(IslamToday ID) – Kuartal pertama 2024 pasukan Junta tercatat telah menangkap dan membunuh hampir 90 warga sipil di wilayah Sagaing, Myanmar utara, menurut data yang dikumpulkan oleh RFA Burma.
Mengutip RFA, Kamis (25/4/2024), insiden tersebut juga dialami oleh beberapa penduduk desa yang sudah lanjut usia dan lainnya yang tidak dapat melarikan diri dari serangan militer.
Jumlah tersebut diperkirakan akan terus bertambah mengingat sebagai benteng pemberontakan, wilayah Sagaing telah memberikan perlawanan paling keras terhadap pemerintahan junta sejak kudeta militer pada Februari 2021. Juga telah mengalami beberapa kekejaman paling brutal yang dilakukan oleh militer selama tiga tahun perang saudara yang terjadi di negara itu.
Para pengamat mengatakan kepada RFA bahwa militer berusaha menciptakan kebencian publik terhadap pasukan pemberontak di Sagaing lantaran pasukan Junta banyak mengalami kerugian dalam beberapa bulan terakhir.
Baru-baru ini, data yang dikumpulkan oleh RFA menunjukkan bahwa pasukan junta menangkap dan membunuh sedikitnya 86 warga sipil di sembilan kota di Sagaing dalam 101 hari antara 1 Januari dan 10 April, atau hampir satu orang setiap hari.
Kota-kota Kawlin, Shwebo dan Taze mengalami jumlah korban tertinggi selama periode tersebut, menurut data, yang tidak termasuk warga sipil yang terbunuh akibat pertempuran, serangan udara dan artileri berat.
Dalam salah satu insiden terbaru, pasukan gabungan pasukan junta dan milisi pro-junta Pyu Saw Htee menyerbu desa Shar Taw di Shwebo pada malam hari tanggal 6 April, menangkap dan mengeksekusi sembilan warga sipil, kata penduduk kepada RFA.
Menurut daftar yang disusun oleh RFA tentang warga sipil yang ditangkap dan dibunuh pada kuartal pertama tahun 2024, 22 orang tewas di Kawlin, 19 di Shwebo, 14 di Taze, 10 di Monywa, tujuh di Khin-U, enam di Kanbalu, lima di Tabayin, dua di Ye-U, dan satu di Kani.

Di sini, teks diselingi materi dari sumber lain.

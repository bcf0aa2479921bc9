// Application error type and result alias, converted to HTTP responses in `response`.
use thiserror::Error;

pub mod response;

#[derive(Error, Debug)]
pub enum AppError {
    #[error("Authentication error: {0}")]
    Auth(String),

    #[error("Database error: {0}")]
    Database(#[from] sqlx::Error),

    #[error("Session error: {0}")]
    Session(#[from] tower_sessions::session::Error),

    #[error("Credential error: {0}")]
    Credential(#[from] crate::services::CredentialError),

    /// Carries the signed-in user, if any, so the error page keeps their navigation.
    #[error("{what} not found")]
    NotFound {
        what: String,
        principal: Option<crate::models::User>,
    },
}

pub type AppResult<T> = Result<T, AppError>;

Tiga dari korban adalah perempuan dan sisanya laki-laki.
Menurut daftar yang disusun oleh RFA tentang warga sipil yang ditangkap dan dibunuh pada kuartal pertama tahun 2024, 22 orang tewas di Kawlin, 19 di Shwebo, 14 di Taze, 10 di Monywa, tujuh di Khin-U, enam di Kanbalu, lima di Tabayin, dua di Ye-U, dan satu di Kani. Tiga dari korban adalah perempuan dan sisanya adalah laki-laki.
Seorang anggota Pasukan Pertahanan Rakyat anti junta, atau PDF, di Shwebo mengatakan kepada RFA bahwa junta dengan sengaja membunuh warga sipil untuk membangkitkan kebencian publik terhadap pemberontakan.
Sementara, Kyaw Win direktur eksekutif Burma Human Rights Network meyakini bahwa militer juga menggunakan rasa takut sebagai senjata untuk melawan serangan pemberontak yang semakin meningkat terhadap pasukannya, terutama di wilayah Sagaing dan Magway.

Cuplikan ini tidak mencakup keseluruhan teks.